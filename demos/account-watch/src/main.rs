//! Watches one account on a simulated ledger node, exercising queries,
//! signing-key validation, subscriptions and notification dispatch.

mod cli;
mod config;
mod sim;

use std::sync::Arc;
use std::time::Duration;

use anyhow::Result;
use clap::Parser;
use futures::StreamExt;
use keel_xrpl_connector::address::{resolve_signing_address, Address};
use keel_xrpl_connector::entry::Fields;
use keel_xrpl_connector::events::{AccountEvent, EventKind};
use keel_xrpl_connector::gateway::{LedgerGateway, TrustLine};
use keel_xrpl_connector::registry::AccountRegistry;
use keel_xrpl_connector::submitter::TransactionSubmitter;
use serde_json::json;
use tokio::time;

use cli::{Cli, Commands};
use config::{load_config, WatchConfig};
use sim::SimNode;

/// Master public key of the default watched account.
const MASTER_PUBLIC_KEY: &str =
    "0330E7FC9D56BB25D6893BA3F317AE5BCF33B3291BD63DB32654A313222F7FD020";

/// Counterparty for simulated payments; starts out unfunded.
const PEER_ADDRESS: &str = "rrrrrrrrrrrrrrrrrrrrBZbvji";

#[tokio::main]
async fn main() -> Result<()> {
    let cli = Cli::parse();
    let Commands::Run(run_cmd) = cli.command;
    let config = load_config_from_cli(run_cmd)?;
    keel_xrpl_logger::init(&config.log)?;
    tracing::info!("Configuration loaded: {:#?}", &config);
    run_watch(config).await
}

/// Loads the demo configuration based on the provided CLI command.
fn load_config_from_cli(run_cmd: cli::RunCmd) -> Result<WatchConfig> {
    if let Some(config_path) = run_cmd.config {
        println!("Loading configuration from '{}'", &config_path);
        load_config(&config_path)
    } else {
        println!("No config file provided, using default settings.");
        Ok(WatchConfig::default())
    }
}

async fn run_watch(config: WatchConfig) -> Result<()> {
    let watched: Address = config.watch.account.parse()?;
    let peer: Address = PEER_ADDRESS.parse()?;
    let delay = Duration::from_millis(config.watch.round_delay_ms);

    let node = Arc::new(SimNode::new(&config.connector.node.ws_url));
    node.fund(&watched, 100_000_000_000, 5);
    node.add_line(
        &watched,
        TrustLine {
            account: peer.clone(),
            currency: "USD".to_string(),
            balance: "50".to_string(),
            limit: "1000".to_string(),
            limit_peer: "0".to_string(),
            quality_in: 0,
            quality_out: 0,
            no_ripple: false,
        },
    );

    let gateway: Arc<dyn LedgerGateway> = node.clone();
    let submitter: Arc<dyn TransactionSubmitter> = node.clone();
    let registry = Arc::new(AccountRegistry::new(
        Arc::new(config.connector.clone()),
        gateway,
        Some(submitter),
    ));
    let account = registry.account(&watched);

    println!(
        "[watch] {} is a valid classic address: {}",
        watched,
        Address::is_valid(watched.as_str())
    );
    println!(
        "[watch] master key resolves to {}",
        resolve_signing_address(MASTER_PUBLIC_KEY)?
    );

    let entry = account.entry().await?;
    println!(
        "[watch] entry: sequence {:?}, balance {:?}",
        entry.sequence(),
        entry.balance()
    );
    println!("[watch] next sequence: {}", account.next_sequence().await?);

    let lines = account.lines().await?;
    println!("[watch] {} trust line(s) cached", lines.len());
    println!(
        "[watch] USD line against {}: {}",
        peer,
        account.line("USD", &peer).await?.is_some()
    );

    for candidate in [MASTER_PUBLIC_KEY, watched.as_str(), "not-a-key"] {
        match account.public_key_is_active(candidate).await {
            Ok(active) => println!("[watch] signing key '{}' active: {}", candidate, active),
            Err(err) => println!("[watch] signing key '{}' rejected: {}", candidate, err),
        }
    }

    let mut entry_events = account.subscribe(EventKind::Entry).await?;
    let mut tx_events = account.subscribe(EventKind::Transaction).await?;
    let mut inbound_events = account.subscribe(EventKind::TransactionInbound).await?;
    let mut balance_events = account.subscribe(EventKind::Balance).await?.into_stream();
    println!(
        "[watch] subscriber count: {} (only entry and transaction listeners count)",
        account.subscriber_count().await?
    );
    println!(
        "[watch] node subscription set: {:?}",
        node.subscribed_accounts()
    );

    let feeder = {
        let node = Arc::clone(&node);
        let registry = Arc::clone(&registry);
        let watched = watched.clone();
        let peer = peer.clone();
        let rounds = config.watch.rounds;
        tokio::spawn(async move {
            let mut interval = time::interval(delay);
            for round in 0..rounds {
                interval.tick().await;
                if round == rounds / 2 {
                    println!("[sim] dropping the node connection");
                    node.drop_connection();
                    time::sleep(delay).await;
                    node.restore_connection();
                    time::sleep(delay).await;
                    println!(
                        "[sim] node subscription set after reconnect: {:?}",
                        node.subscribed_accounts()
                    );
                }
                let notification = if round % 2 == 0 {
                    node.payment(&watched, &peer, 25_000_000)
                } else {
                    node.payment(&peer, &watched, 5_000_000)
                };
                let delivered = registry.dispatch(notification).await;
                println!(
                    "[sim] round {}: notification delivered to {} tracker(s)",
                    round + 1,
                    delivered
                );
            }
        })
    };

    loop {
        tokio::select! {
            Some(event) = entry_events.next_event() => {
                if let AccountEvent::Entry(entry) = event {
                    println!(
                        "[event] entry: sequence {:?}, balance {:?}",
                        entry.sequence(),
                        entry.balance()
                    );
                }
            }
            Some(event) = tx_events.next_event() => {
                if let AccountEvent::Transaction(notification) = event {
                    println!(
                        "[event] transaction {} in ledger {:?}",
                        notification.transaction_type().unwrap_or("?"),
                        notification.ledger_index
                    );
                }
            }
            Some(event) = inbound_events.next_event() => {
                if let AccountEvent::TransactionInbound(notification) = event {
                    println!(
                        "[event] inbound payment from {:?}",
                        notification.account()
                    );
                }
            }
            Some(event) = balance_events.next() => {
                if let AccountEvent::Balance(balance) = event {
                    println!("[event] balance moved to {} drops", balance);
                }
            }
            _ = time::sleep(delay * 5) => break,
        }
    }
    feeder.await?;

    let snapshot = account.snapshot().await?;
    println!(
        "[watch] final cached entry: sequence {:?}, balance {:?}",
        snapshot.sequence(),
        snapshot.balance()
    );
    println!(
        "[watch] cached trust lines: {}",
        account.cached_lines().await?.len()
    );

    let mut close_request = Fields::new();
    close_request.insert("TransactionType".to_string(), json!("AccountSet"));
    close_request.insert("Account".to_string(), json!(watched));
    account.submit(close_request).await?;
    println!("[watch] submitted an AccountSet through the submitter seam");

    entry_events.close().await;
    tx_events.close().await;
    inbound_events.close().await;
    balance_events.close().await;
    println!(
        "[watch] subscriber count after close: {}",
        account.subscriber_count().await?
    );
    println!(
        "[watch] node subscription set: {:?}",
        node.subscribed_accounts()
    );

    registry.shutdown().await;
    Ok(())
}
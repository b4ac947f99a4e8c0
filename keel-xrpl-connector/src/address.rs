//! # Addresses and Account IDs
//!
//! A classic address is the base58check encoding of a 20-byte account ID,
//! using the ledger's base58 alphabet with a leading version byte of
//! `0x00` (which renders as the familiar `r` prefix). The account ID of a
//! signing key is `RIPEMD160(SHA256(public_key))`.
//!
//! [`Address`] is parse-don't-validate: once constructed it is known to
//! be well-formed, and it carries both the raw account ID and the classic
//! encoding so neither has to be re-derived.

use std::fmt;
use std::str::FromStr;

use ripemd::Ripemd160;
use sha2::{Digest, Sha256};

use crate::error::AddressError;

/// Version byte prefixed to an account ID before base58check encoding.
pub const ACCOUNT_ID_VERSION: u8 = 0x00;

/// Length in bytes of a raw account ID.
pub const ACCOUNT_ID_LEN: usize = 20;

/// A validated ledger account address.
#[derive(Debug, Clone, PartialEq, Eq, Hash)]
pub struct Address {
    id: [u8; ACCOUNT_ID_LEN],
    encoded: String,
}

impl Address {
    /// Builds an address from a raw 20-byte account ID.
    pub fn from_account_id(id: [u8; ACCOUNT_ID_LEN]) -> Self {
        let encoded = bs58::encode(&id)
            .with_alphabet(bs58::Alphabet::RIPPLE)
            .with_check_version(ACCOUNT_ID_VERSION)
            .into_string();
        Self { id, encoded }
    }

    /// Derives the address controlled by `public_key` (the raw key bytes,
    /// typically 33-byte compressed secp256k1 or prefixed ed25519).
    pub fn from_public_key(public_key: &[u8]) -> Self {
        let sha = Sha256::digest(public_key);
        let digest = Ripemd160::digest(sha);
        let mut id = [0u8; ACCOUNT_ID_LEN];
        id.copy_from_slice(&digest);
        Self::from_account_id(id)
    }

    /// Whether `input` parses as a classic address.
    ///
    /// This is a purely syntactic check; it says nothing about whether
    /// the account exists in any ledger.
    pub fn is_valid(input: &str) -> bool {
        input.parse::<Self>().is_ok()
    }

    /// The raw 20-byte account ID.
    pub fn account_id(&self) -> &[u8; ACCOUNT_ID_LEN] {
        &self.id
    }

    /// The classic base58check encoding.
    pub fn as_str(&self) -> &str {
        &self.encoded
    }
}

impl FromStr for Address {
    type Err = AddressError;

    fn from_str(s: &str) -> Result<Self, Self::Err> {
        let decoded = bs58::decode(s)
            .with_alphabet(bs58::Alphabet::RIPPLE)
            .with_check(Some(ACCOUNT_ID_VERSION))
            .into_vec()
            .map_err(map_decode_error)?;
        // The version byte survives decoding; only the checksum is stripped.
        if decoded.len() != ACCOUNT_ID_LEN + 1 {
            return Err(AddressError::Length(decoded.len()));
        }
        let mut id = [0u8; ACCOUNT_ID_LEN];
        id.copy_from_slice(&decoded[1..]);
        Ok(Self {
            id,
            encoded: s.to_string(),
        })
    }
}

impl fmt::Display for Address {
    fn fmt(&self, f: &mut fmt::Formatter<'_>) -> fmt::Result {
        f.write_str(&self.encoded)
    }
}

impl serde::Serialize for Address {
    fn serialize<S>(&self, serializer: S) -> Result<S::Ok, S::Error>
    where
        S: serde::Serializer,
    {
        serializer.serialize_str(&self.encoded)
    }
}

impl<'de> serde::Deserialize<'de> for Address {
    fn deserialize<D>(deserializer: D) -> Result<Self, D::Error>
    where
        D: serde::Deserializer<'de>,
    {
        let s = String::deserialize(deserializer)?;
        s.parse().map_err(serde::de::Error::custom)
    }
}

/// Resolves the signing address named by `public_key`.
///
/// Accepts either a classic address (returned unchanged) or a
/// hex-encoded public key (decoded and run through the account-ID
/// derivation). Anything else is rejected with
/// [`AddressError::PublicKeyFormat`]. No I/O happens here.
pub fn resolve_signing_address(public_key: &str) -> Result<Address, AddressError> {
    if let Ok(address) = public_key.parse::<Address>() {
        return Ok(address);
    }
    if !public_key.is_empty() && public_key.bytes().all(|b| b.is_ascii_hexdigit()) {
        if let Ok(bytes) = hex::decode(public_key) {
            return Ok(Address::from_public_key(&bytes));
        }
    }
    Err(AddressError::PublicKeyFormat)
}

fn map_decode_error(err: bs58::decode::Error) -> AddressError {
    use bs58::decode::Error;
    match err {
        Error::InvalidChecksum { .. } | Error::NoChecksum => AddressError::Checksum,
        Error::InvalidVersion { ver, .. } => AddressError::Version(ver),
        _ => AddressError::Encoding,
    }
}
//! # Event Subscriptions
//!
//! Handles returned by [`AccountHandle::subscribe`](crate::account::AccountHandle::subscribe).
//! A subscription delivers events of exactly one [`EventKind`] over its
//! own channel and unregisters itself from the tracker on [`close`]
//! (explicitly) or on drop (automatically), so listener bookkeeping can
//! never leak.
//!
//! [`close`]: EventSubscription::close

use std::pin::Pin;
use std::task::{Context, Poll};

use futures::Stream;
use tokio::sync::mpsc;
use tokio_stream::wrappers::ReceiverStream;

use crate::events::{AccountEvent, EventKind};
use crate::tracker::AccountCommand;

/// Identifies one registered listener within a tracker.
#[derive(Debug, Clone, Copy, PartialEq, Eq, Hash)]
pub struct ListenerId(pub(crate) u64);

/// Unregisters the listener exactly once, whichever way it goes away.
///
/// The payload is an `Option` so that a manual close can take it and
/// leave nothing for the drop path.
#[derive(Debug)]
struct CloseGuard {
    info: Option<(ListenerId, mpsc::Sender<AccountCommand>)>,
}

impl CloseGuard {
    async fn close(mut self) {
        if let Some((id, command_tx)) = self.info.take() {
            tracing::debug!("Manual unregister for listener {:?}", id);
            let _ = command_tx.send(AccountCommand::Unregister(id)).await;
        }
    }
}

impl Drop for CloseGuard {
    fn drop(&mut self) {
        // Only runs if the listener was not closed manually.
        if let Some((id, command_tx)) = self.info.take() {
            tracing::debug!("Automatic unregister (on drop) for listener {:?}", id);
            tokio::spawn(async move {
                command_tx.send(AccountCommand::Unregister(id)).await.ok();
            });
        }
    }
}

/// A live subscription to one kind of account event.
#[derive(Debug)]
pub struct EventSubscription {
    kind: EventKind,
    events_rx: mpsc::Receiver<AccountEvent>,
    guard: CloseGuard,
}

impl EventSubscription {
    pub(crate) fn new(
        kind: EventKind,
        id: ListenerId,
        events_rx: mpsc::Receiver<AccountEvent>,
        command_tx: mpsc::Sender<AccountCommand>,
    ) -> Self {
        Self {
            kind,
            events_rx,
            guard: CloseGuard {
                info: Some((id, command_tx)),
            },
        }
    }

    /// The event kind this subscription was opened for.
    pub fn kind(&self) -> EventKind {
        self.kind
    }

    /// Receives the next event. Returns `None` once the tracker is gone.
    pub async fn next_event(&mut self) -> Option<AccountEvent> {
        self.events_rx.recv().await
    }

    /// Unregisters the listener from the tracker.
    ///
    /// This consumes the subscription; the automatic drop path will not
    /// unregister a second time.
    pub async fn close(self) {
        self.guard.close().await;
    }

    /// Converts the subscription into a [`Stream`] of events. The
    /// listener still unregisters when the stream is dropped.
    pub fn into_stream(self) -> EventStream {
        EventStream {
            kind: self.kind,
            inner: ReceiverStream::new(self.events_rx),
            guard: self.guard,
        }
    }
}

/// [`EventSubscription`] in `Stream` form.
#[derive(Debug)]
pub struct EventStream {
    kind: EventKind,
    inner: ReceiverStream<AccountEvent>,
    guard: CloseGuard,
}

impl EventStream {
    /// The event kind this stream was opened for.
    pub fn kind(&self) -> EventKind {
        self.kind
    }

    /// Unregisters the listener from the tracker.
    pub async fn close(self) {
        self.guard.close().await;
    }
}

impl Stream for EventStream {
    type Item = AccountEvent;

    fn poll_next(mut self: Pin<&mut Self>, cx: &mut Context<'_>) -> Poll<Option<Self::Item>> {
        Pin::new(&mut self.inner).poll_next(cx)
    }
}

- [Task instructions] Give the count of lines in the data shown above that contain "opened", and nothing else.

- [Written response] 2